I got 2 pregnant swordtails and 1 dude.

I put them in my spare 10 gal. with:
a com. pleco
2 apple snails 
3 ghost shrimp (2 egg-holding ones and a dude)
2 ADFs
and an algae eater

my other 10 gal. now has:
3 giant danios 
3 platies 
2 albino cories 
1 com. pleco
3 apple snails
and 7 ghost shrimp


,,,, alittle better?


----------



## sumpthinfishy (Jan 21, 2005)

What color (shells and body), how big and where did you get your apple snails? LOL Sorry. I have about 14 of them and am always looking for different colors.


----------



## Lexus (Jan 19, 2005)

Better but the 2 plecos still need to go.


----------



## flynngriff (Jan 19, 2005)

Getting better, DJ... Dividing up your fish between two tanks is a good start to solving you overcrowding problem. Is your ich cleared up yet? I would strongly recommend against getting any more fish until you have cleared up the ich. Your tanks don't seem too horribly crowded anymore, although the giant danios and plecos will eventually cause problems. Have you though about what you'll do when your swords have their fry? 

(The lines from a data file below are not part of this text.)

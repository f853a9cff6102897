use crate::errors::MorphError;
use fnv::FnvHashMap as HashMap;
use log::warn;

/// One metadata column. Missing text is the empty string; missing
/// numbers are `NaN`.
#[derive(Debug, Clone, PartialEq)]
pub enum MetaColumn {
    Text(Vec<Box<str>>),
    Numeric(Vec<f64>),
}

impl MetaColumn {
    /// Type raw cells: numeric if every non-empty cell parses as a
    /// number (and there is at least one), text otherwise
    pub fn from_cells(cells: Vec<Box<str>>) -> Self {
        let mut any_value = false;
        let mut parsed = Vec::with_capacity(cells.len());
        for c in cells.iter() {
            let c = c.trim();
            if c.is_empty() {
                parsed.push(f64::NAN);
                continue;
            }
            match c.parse::<f64>() {
                Ok(v) => {
                    any_value = true;
                    parsed.push(v);
                }
                Err(_) => return MetaColumn::Text(cells),
            }
        }
        if any_value {
            MetaColumn::Numeric(parsed)
        } else {
            MetaColumn::Text(cells)
        }
    }

    /// A column of `n` missing values
    pub fn missing(n: usize, numeric: bool) -> Self {
        if numeric {
            MetaColumn::Numeric(vec![f64::NAN; n])
        } else {
            MetaColumn::Text(vec![Box::from(""); n])
        }
    }

    pub fn len(&self) -> usize {
        match self {
            MetaColumn::Text(v) => v.len(),
            MetaColumn::Numeric(v) => v.len(),
        }
    }

    pub fn is_empty(&self) -> bool {
        self.len() == 0
    }

    pub fn is_numeric(&self) -> bool {
        matches!(self, MetaColumn::Numeric(_))
    }

    /// Value at `i` as text; missing numbers become the empty string
    pub fn text_at(&self, i: usize) -> Box<str> {
        match self {
            MetaColumn::Text(v) => v[i].clone(),
            MetaColumn::Numeric(v) if v[i].is_nan() => Box::from(""),
            MetaColumn::Numeric(v) => v[i].to_string().into_boxed_str(),
        }
    }

    pub fn to_text(&self) -> Vec<Box<str>> {
        (0..self.len()).map(|i| self.text_at(i)).collect()
    }

    pub fn select(&self, indices: &[usize]) -> Self {
        match self {
            MetaColumn::Text(v) => MetaColumn::Text(indices.iter().map(|&i| v[i].clone()).collect()),
            MetaColumn::Numeric(v) => MetaColumn::Numeric(indices.iter().map(|&i| v[i]).collect()),
        }
    }

    /// Select rows, leaving `None` positions missing
    pub fn select_or_missing(&self, indices: &[Option<usize>]) -> Self {
        match self {
            MetaColumn::Text(v) => MetaColumn::Text(
                indices
                    .iter()
                    .map(|i| i.map(|i| v[i].clone()).unwrap_or_else(|| Box::from("")))
                    .collect(),
            ),
            MetaColumn::Numeric(v) => MetaColumn::Numeric(
                indices
                    .iter()
                    .map(|i| i.map(|i| v[i]).unwrap_or(f64::NAN))
                    .collect(),
            ),
        }
    }

    /// Append `other` below; mixed kinds fall back to text
    fn append(&mut self, other: &MetaColumn) {
        match (&mut *self, other) {
            (MetaColumn::Text(a), MetaColumn::Text(b)) => a.extend(b.iter().cloned()),
            (MetaColumn::Numeric(a), MetaColumn::Numeric(b)) => a.extend_from_slice(b),
            (MetaColumn::Text(a), b) => a.extend(b.to_text()),
            (a, b) => {
                let mut text = a.to_text();
                text.extend(b.to_text());
                *a = MetaColumn::Text(text);
            }
        }
    }
}

/// Ordered, named observation metadata columns of equal length
#[derive(Debug, Clone, Default, PartialEq)]
pub struct MetaTable {
    nrows: usize,
    names: Vec<Box<str>>,
    columns: Vec<MetaColumn>,
}

impl MetaTable {
    /// A table with `nrows` rows and no columns
    pub fn empty(nrows: usize) -> Self {
        Self {
            nrows,
            names: vec![],
            columns: vec![],
        }
    }

    pub fn nrows(&self) -> usize {
        self.nrows
    }

    pub fn ncols(&self) -> usize {
        self.names.len()
    }

    pub fn column_names(&self) -> &[Box<str>] {
        &self.names
    }

    pub fn position(&self, name: &str) -> Option<usize> {
        self.names.iter().position(|x| x.as_ref() == name)
    }

    pub fn column(&self, name: &str) -> Option<&MetaColumn> {
        self.position(name).map(|j| &self.columns[j])
    }

    pub fn iter(&self) -> impl Iterator<Item = (&Box<str>, &MetaColumn)> {
        self.names.iter().zip(self.columns.iter())
    }

    /// Add a column or replace the one with the same name
    pub fn insert(&mut self, name: &str, column: MetaColumn) -> anyhow::Result<()> {
        if column.len() != self.nrows {
            return Err(MorphError::shape_mismatch(
                format!("metadata column `{}`", name),
                self.nrows,
                column.len(),
            )
            .into());
        }
        match self.position(name) {
            Some(j) => self.columns[j] = column,
            None => {
                self.names.push(Box::from(name));
                self.columns.push(column);
            }
        }
        Ok(())
    }

    pub fn rename(&mut self, from: &str, to: &str) -> anyhow::Result<()> {
        let j = self
            .position(from)
            .ok_or(anyhow::anyhow!("no metadata column `{}`", from))?;
        if let Some(k) = self.position(to) {
            if k != j {
                self.names.remove(k);
                self.columns.remove(k);
            }
        }
        let j = self.position(from).unwrap_or(j);
        self.names[j] = Box::from(to);
        Ok(())
    }

    pub fn select_rows(&self, indices: &[usize]) -> Self {
        Self {
            nrows: indices.len(),
            names: self.names.clone(),
            columns: self.columns.iter().map(|c| c.select(indices)).collect(),
        }
    }

    /// Stack tables vertically. Columns are the union in order of
    /// first appearance; rows of tables lacking a column get missing
    /// values so row counts stay aligned.
    pub fn concat(tables: &[MetaTable]) -> Self {
        let mut names: Vec<Box<str>> = vec![];
        let mut numeric: Vec<bool> = vec![];
        for t in tables {
            for (name, col) in t.iter() {
                match names.iter().position(|x| x == name) {
                    Some(j) => numeric[j] &= col.is_numeric(),
                    None => {
                        names.push(name.clone());
                        numeric.push(col.is_numeric());
                    }
                }
            }
        }

        let mut ret = Self {
            nrows: 0,
            names: names.clone(),
            columns: numeric.iter().map(|&n| MetaColumn::missing(0, n)).collect(),
        };

        for t in tables {
            for (j, name) in names.iter().enumerate() {
                match t.column(name) {
                    Some(col) => ret.columns[j].append(col),
                    None => ret.columns[j].append(&MetaColumn::missing(t.nrows, numeric[j])),
                }
            }
            ret.nrows += t.nrows;
        }
        ret
    }

    /// Key of row `i` over the columns at `positions`
    pub fn row_key(&self, positions: &[usize], i: usize) -> Vec<Box<str>> {
        positions.iter().map(|&j| self.columns[j].text_at(i)).collect()
    }

    /// Left join `right` on all shared column names, adding the
    /// remaining columns of `right`. Row order and count of `self`
    /// are kept. Returns the number of rows that found a match.
    pub fn left_join(&mut self, right: &MetaTable) -> anyhow::Result<usize> {
        let shared: Vec<Box<str>> = self
            .names
            .iter()
            .filter(|x| right.position(x).is_some())
            .cloned()
            .collect();

        if shared.is_empty() {
            warn!("no shared metadata columns to join on");
            return Ok(0);
        }

        let left_pos: Vec<usize> = shared.iter().filter_map(|x| self.position(x)).collect();
        let right_pos: Vec<usize> = shared.iter().filter_map(|x| right.position(x)).collect();

        let mut lookup: HashMap<Vec<Box<str>>, usize> = HashMap::default();
        let mut ndup = 0;
        for i in 0..right.nrows {
            if lookup.insert(right.row_key(&right_pos, i), i).is_some() {
                ndup += 1;
            }
        }
        if ndup > 0 {
            warn!("{} duplicated join keys; the last occurrence wins", ndup);
        }

        let matched: Vec<Option<usize>> = (0..self.nrows)
            .map(|i| lookup.get(&self.row_key(&left_pos, i)).copied())
            .collect();

        for (name, col) in right.iter() {
            if shared.contains(name) {
                continue;
            }
            self.insert(name, col.select_or_missing(&matched))?;
        }

        Ok(matched.iter().filter(|x| x.is_some()).count())
    }
}

#[cfg(test)]
mod tests {
    use super::*;

    fn text(xs: &[&str]) -> MetaColumn {
        MetaColumn::Text(xs.iter().map(|&x| Box::from(x)).collect())
    }

    #[test]
    fn cells_are_typed() {
        let c = MetaColumn::from_cells(vec!["1".into(), "".into(), "2.5".into()]);
        assert!(c.is_numeric());
        assert_eq!(c.text_at(1).as_ref(), "");
        assert_eq!(c.text_at(0).as_ref(), "1");

        let c = MetaColumn::from_cells(vec!["A01".into(), "3".into()]);
        assert!(!c.is_numeric());
    }

    #[test]
    fn concat_fills_missing_columns() -> anyhow::Result<()> {
        let mut a = MetaTable::empty(2);
        a.insert("Well", text(&["A01", "A02"]))?;
        let mut b = MetaTable::empty(1);
        b.insert("Well", text(&["B01"]))?;
        b.insert("Site", MetaColumn::Numeric(vec![3.0]))?;

        let ab = MetaTable::concat(&[a, b]);
        assert_eq!(ab.nrows(), 3);
        assert_eq!(ab.column("Well").map(|c| c.text_at(2)), Some("B01".into()));
        assert_eq!(ab.column("Site").map(|c| c.text_at(0)), Some("".into()));
        assert_eq!(ab.column("Site").map(|c| c.text_at(2)), Some("3".into()));
        Ok(())
    }

    #[test]
    fn left_join_keeps_rows() -> anyhow::Result<()> {
        let mut cells = MetaTable::empty(3);
        cells.insert("Well", text(&["A01", "A02", "A01"]))?;
        let mut image = MetaTable::empty(1);
        image.insert("Well", text(&["A01"]))?;
        image.insert("Count", MetaColumn::Numeric(vec![10.0]))?;

        let nmatched = cells.left_join(&image)?;
        assert_eq!(nmatched, 2);
        assert_eq!(cells.nrows(), 3);
        let count = cells.column("Count").map(|c| c.to_text());
        assert_eq!(count, Some(vec!["10".into(), "".into(), "10".into()]));
        Ok(())
    }
}
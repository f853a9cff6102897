pub mod common_io; // buffered, gzip-aware file helpers
pub mod dmatrix_util; // covariance, inversion and PCA with nalgebra
pub mod ndarray_stat; // running and order statistics
pub mod ndarray_util; // column operations on ndarray
pub mod traits;
pub mod utils; // membership partitioning and block intervals
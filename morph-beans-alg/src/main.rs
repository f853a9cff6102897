mod run_aggregate;
mod run_ingest;

use crate::run_aggregate::*;
use crate::run_ingest::*;

use clap::{Parser, Subcommand};

///
#[derive(Parser, Debug)]
#[command(version, about, long_about)]
struct Cli {
    #[command(subcommand)]
    commands: Commands,
}

#[derive(Subcommand, Debug)]
enum Commands {
    /// Ingest a directory tree of per-object profiling exports into
    /// one disk-backed `.h5` matrix
    Ingest(IngestArgs),
    /// Summarize single-object profiles per well (and other keys)
    Aggregate(AggregateArgs),
}

fn main() -> anyhow::Result<()> {
    let cli = Cli::parse();

    match cli.commands {
        Commands::Ingest(args) => run_ingest(args)?,
        Commands::Aggregate(args) => run_aggregate(args)?,
    }

    Ok(())
}
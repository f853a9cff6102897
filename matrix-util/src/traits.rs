/// Centre or scale columns (rows = observations, columns = features)
pub trait MatOps {
    type Mat;
    type Scalar;

    /// z-score each column with the unbiased standard deviation;
    /// constant columns are only centred
    fn scale_columns_inplace(&mut self);
    fn scale_columns(&self) -> Self::Mat;
    fn centre_columns_inplace(&mut self);
    fn centre_columns(&self) -> Self::Mat;
}

/// Conversion between `ndarray` and `nalgebra` dense matrices
pub trait ConvertMatOps {
    type Other;

    fn to_dmatrix(&self) -> Self::Other;
}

Thanks for taking steps to fix the problem and keep your fish healthy!


----------



## DJ (Feb 20, 2005)

-sumpthinfishy- They are gold.

-Lexus- I might be geting a bigger tank. 

-flynngriff- thanks, I don't think it was ich, I think it was something worse.


----------



## flynngriff (Jan 19, 2005)

From what I remember, it sure looked like Ich in the photos of your tiger barbs, but I could be wrong.

Either way, be very, very careful adding any new fish to your tanks if you've had any problems recently. A lot of times, your tank won't be completely healthy for a while, even if your fish aren't showing any symptoms. When you add a new fish, if will be under a lot of stress, so it will be much more likely to catch diseases.

Good luck!


----------



## Lydia (Feb 6, 2005)

im glad you are working on solving the problem...good luck!!


----------



## Pac-Man (Mar 18, 2005)

well, umm.... u need to get rid of that pleco in the ten gallon or get a bigger tank..... ur still kinda overcrowded dj...


----------